Per parlare di cinema italiano è imprescindibile non partire dal più grande di tutti: Federico Fellini, il più celebre, il più osannato e premiato dei registi italiani, poeta insuperato dell’autobiografismo di finzione e della visionarietà onirica, con la sua piccola folla di personaggi memorabili, pervasi da una ricca satira ma anche velata da una sottile malinconia.
Nato a Rimini nel 1920, lavora dopo il trasferimento a Roma come abile vignettista umoristico e giornalista, e viene invitato da Roberto Rossellini a collaborare per la sceneggiatura di “Roma Città Aperta”. Il suo vero esordio alla regia arriva successivamente nel 1952 con “Lo sceicco bianco” e il suo primo vero successo arriva l’anno successivo con “I Vitelloni”.
Tra i suoi premi 4 Oscar al Miglior Film Straniero (La Strada, Le Notti di Cabiria, 8 1/2, Amarcord) e una Palma d’Oro a Cannes nel 1960 (La Dolce Vita).
Ecco la Top5 dei suoi film, secondo “L’Indifferenziato”.
5) I Vitelloni, 1953
E’ un affresco generazionale su un gruppo di giovani (tra i quali Alberto Sordi) affetti dal complesso di Peter Pan e sul loro disagio nell’entrare nella maturità.
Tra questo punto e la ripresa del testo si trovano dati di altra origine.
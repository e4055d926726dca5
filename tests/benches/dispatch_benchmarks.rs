//! # Filter Dispatch Benchmarks
//!
//! | Path | What is measured |
//! |------|------------------|
//! | `LogCriteria::matches` | single record against address and topic constraints |
//! | `Filter::match_logs` | subset extraction over a log batch |
//! | `FilterManager` | bus publish to last callback, many filters installed |

use std::sync::atomic::{AtomicU64, Ordering};
use std::sync::Arc;
use std::time::Duration;

use criterion::{black_box, criterion_group, criterion_main, BenchmarkId, Criterion, Throughput};
use filter_manager::{Filter, FilterManager, LogCriteria};
use rand::Rng;
use shared_bus::{ChainEvent, EventPublisher, InMemoryEventBus};
use shared_types::LogRecord;

fn random_logs(n: usize) -> Vec<LogRecord> {
    let mut rng = rand::thread_rng();
    (0..n)
        .map(|i| LogRecord {
            address: [rng.gen_range(0..8u8); 20],
            topics: (0..rng.gen_range(1..4)).map(|_| [rng.gen_range(0..8u8); 32]).collect(),
            data: vec![0; 32],
            block_number: rng.gen_range(0..1_000),
            tx_hash: rng.gen(),
            log_index: i as u32,
        })
        .collect()
}

fn selective_criteria() -> LogCriteria {
    LogCriteria::any()
        .with_addresses([[1; 20], [2; 20]])
        .with_topic(None)
        .with_topic(Some(vec![[3; 32], [4; 32]]))
        .with_block_range(Some(100), Some(900))
}

// ============================================================================
// Matching
// ============================================================================

fn bench_criteria_matching(c: &mut Criterion) {
    let mut group = c.benchmark_group("log-criteria");
    let logs = random_logs(1_000);
    let criteria = selective_criteria();
    let any = LogCriteria::any();

    group.throughput(Throughput::Elements(logs.len() as u64));
    group.bench_function("selective", |b| {
        b.iter(|| logs.iter().filter(|l| criteria.matches(black_box(l))).count())
    });
    group.bench_function("wildcard", |b| {
        b.iter(|| logs.iter().filter(|l| any.matches(black_box(l))).count())
    });
    group.finish();
}

fn bench_match_logs(c: &mut Criterion) {
    let mut group = c.benchmark_group("filter-match-logs");
    let filter = Filter::new().with_criteria(selective_criteria());

    for size in [10, 100, 1_000] {
        let logs = random_logs(size);
        group.throughput(Throughput::Elements(size as u64));
        group.bench_with_input(BenchmarkId::from_parameter(size), &logs, |b, logs| {
            b.iter(|| black_box(filter.match_logs(logs)))
        });
    }
    group.finish();
}

// ============================================================================
// End-to-end dispatch
// ============================================================================

fn bench_manager_dispatch(c: &mut Criterion) {
    let runtime = tokio::runtime::Builder::new_multi_thread()
        .enable_all()
        .build()
        .unwrap();

    let mut group = c.benchmark_group("filter-manager-dispatch");
    group.measurement_time(Duration::from_secs(10));

    for filters in [1, 16, 128] {
        let bus = Arc::new(InMemoryEventBus::new());
        bus.start();
        let manager = FilterManager::new(bus.clone());
        let delivered = Arc::new(AtomicU64::new(0));
        for _ in 0..filters {
            let d = delivered.clone();
            manager.install(Filter::new().on_logs(move |logs| {
                d.fetch_add(logs.len() as u64, Ordering::Relaxed);
            }));
        }
        runtime.block_on(async { manager.start().unwrap() });

        let batch = Arc::new(random_logs(64));
        let per_event = (filters * batch.len()) as u64;

        group.throughput(Throughput::Elements(filters as u64));
        group.bench_function(BenchmarkId::new("logs_batch_64", filters), |b| {
            b.iter(|| {
                let target = delivered.load(Ordering::Relaxed) + per_event;
                bus.publish(ChainEvent::Logs(batch.clone()));
                runtime.block_on(async {
                    while delivered.load(Ordering::Relaxed) < target {
                        tokio::task::yield_now().await;
                    }
                });
            })
        });

        manager.stop();
        runtime.block_on(manager.join());
    }
    group.finish();
}

criterion_group!(
    benches,
    bench_criteria_matching,
    bench_match_logs,
    bench_manager_dispatch
);
criterion_main!(benches);
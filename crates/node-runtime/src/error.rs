//! Node-level errors

use p2p_switch::{AddrBookError, P2pError};
use thiserror::Error;

use crate::config::ConfigError;
use crate::rpc::RpcError;
use crate::storage::StorageError;

#[derive(Debug, Error)]
pub enum NodeError {
    #[error("Configuration error: {0}")]
    Config(#[from] ConfigError),

    #[error("Storage error: {0}")]
    Storage(#[from] StorageError),

    #[error("P2P error: {0}")]
    P2p(#[from] P2pError),

    #[error("Address book error: {0}")]
    AddrBook(#[from] AddrBookError),

    #[error("Genesis error: {0}")]
    Genesis(String),

    #[error("RPC error: {0}")]
    Rpc(#[from] RpcError),

    #[error("Node is already started")]
    AlreadyStarted,

    #[error("Node has been stopped and cannot be restarted")]
    Stopped,
}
Per questo film il cineasta romagnolo sarà premiato al Festival di Venezia con il Leone d’Argento.
4) La Strada, 1954
Fellini in questa pellicola ci racconta una favola commovente centrata su due strampalati artisti di strada che percorrono l’Italia dell’immediato dopoguerra, Gelsomina (interpretata da sua moglie Giulietta Masina), giovane donna semplice, ingenua e umile, non intelligente ma ricca di amore e poesia, che riesce a spezzare la corazza del freddo Zampanò (Anthony Quinn) solo con la sua morte. Gelsomina diventa l’emblema di tutti i personaggi umili, ingenui e di buon cuore che affollano i suoi primi lungometraggi.
3) Le Notti di Cabiria, 1957
E’ un intenso ritratto della prostituta dal “cuore d’oro”, che vale alla Masina il premio quale miglior attrice al Festival di Cannes oltreché il secondo Oscar per Fellini. Con questo film si conclude la prima fase della sua poetica, legata alla caduta delle sue illusioni e al disvelamento della personalità nascosta dei personaggi, e del suo stile, ancora influenzato da echi del neorealismo.
2) Amarcord, 1973
Rivisitazione onirico-nostalgica della sua prima giovinezza che impone personaggi indimenticabili come la Gradisca, la tabaccaia dal seno straripante, e che, con la levità del taglio ironico, riconcilia l’autore con buona parte della critica e il grande pubblico. Amarcord è senza dubbio il più autobiografico dei film del regista riminese: il titolo stesso è un’affermazione e una conferma di ciò – a m’arcord “mi ricordo”.
1) 8½, 1963
Film rivoluzionario nella struttura narrativa che mescola realtà e sogno, fantasie visive e finzioni di messa in scena, casting e riprese sul set, e che, nelle sue parole, è «un viaggio all’interno della crisi dell’uomo contemporaneo, il quale non può fare a meno di entrare fino in fondo nella sua confusione attuale, confrontandosi con tutte le parti di sé stesso e con tutti i personaggi, i fantasmi, e i mostri dentro e fuori di lui, per arrivare ad accettarli, ad amarli, ad assegnare a ognuno il proprio posto e la propria funzione, fino a unificarli in una sintesi creativa che rappresenta il nuovo equilibrio raggiunto dalla propria personalità in evoluzione».